### What to produce
Check every line below for the string "crate". Copy the ones that have it.

[Saved entries]
= Beginning of Section =
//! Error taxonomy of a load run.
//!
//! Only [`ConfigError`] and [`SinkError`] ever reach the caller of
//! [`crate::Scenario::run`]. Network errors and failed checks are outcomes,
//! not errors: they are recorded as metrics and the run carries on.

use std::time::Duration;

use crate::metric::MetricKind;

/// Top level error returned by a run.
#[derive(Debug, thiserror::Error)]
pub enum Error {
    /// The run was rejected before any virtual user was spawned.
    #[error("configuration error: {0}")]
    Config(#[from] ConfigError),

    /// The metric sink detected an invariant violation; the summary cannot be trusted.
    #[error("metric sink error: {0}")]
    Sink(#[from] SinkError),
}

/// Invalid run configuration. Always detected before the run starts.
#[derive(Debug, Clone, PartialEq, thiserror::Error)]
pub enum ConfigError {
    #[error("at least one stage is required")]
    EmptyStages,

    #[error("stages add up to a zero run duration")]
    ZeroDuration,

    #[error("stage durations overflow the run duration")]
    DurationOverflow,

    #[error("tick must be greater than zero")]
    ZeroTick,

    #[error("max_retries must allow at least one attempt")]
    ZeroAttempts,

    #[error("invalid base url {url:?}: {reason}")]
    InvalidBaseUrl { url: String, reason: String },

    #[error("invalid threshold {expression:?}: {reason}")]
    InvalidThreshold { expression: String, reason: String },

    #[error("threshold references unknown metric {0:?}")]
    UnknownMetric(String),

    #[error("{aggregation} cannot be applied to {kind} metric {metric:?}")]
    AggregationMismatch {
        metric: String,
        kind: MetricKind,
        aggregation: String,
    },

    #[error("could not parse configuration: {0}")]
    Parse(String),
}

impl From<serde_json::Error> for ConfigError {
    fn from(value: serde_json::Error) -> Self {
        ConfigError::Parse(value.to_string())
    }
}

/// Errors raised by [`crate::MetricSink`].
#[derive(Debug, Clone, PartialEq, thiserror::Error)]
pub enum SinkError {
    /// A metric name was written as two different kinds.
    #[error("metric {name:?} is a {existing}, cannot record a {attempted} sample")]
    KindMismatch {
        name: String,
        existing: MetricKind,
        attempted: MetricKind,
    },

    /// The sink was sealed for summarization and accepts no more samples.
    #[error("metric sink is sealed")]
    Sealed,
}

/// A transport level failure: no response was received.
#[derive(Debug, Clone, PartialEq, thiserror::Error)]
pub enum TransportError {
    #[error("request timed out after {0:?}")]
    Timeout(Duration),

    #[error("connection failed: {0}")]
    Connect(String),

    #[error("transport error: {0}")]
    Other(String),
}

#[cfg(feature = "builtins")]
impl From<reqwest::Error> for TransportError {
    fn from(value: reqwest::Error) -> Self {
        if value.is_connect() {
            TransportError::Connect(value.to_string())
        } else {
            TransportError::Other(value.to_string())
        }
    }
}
= End of Section =
### Answer
//! [`crate::Scenario::run`]. Network errors and failed checks are outcomes,
use crate::metric::MetricKind;
/// Errors raised by [`crate::MetricSink`].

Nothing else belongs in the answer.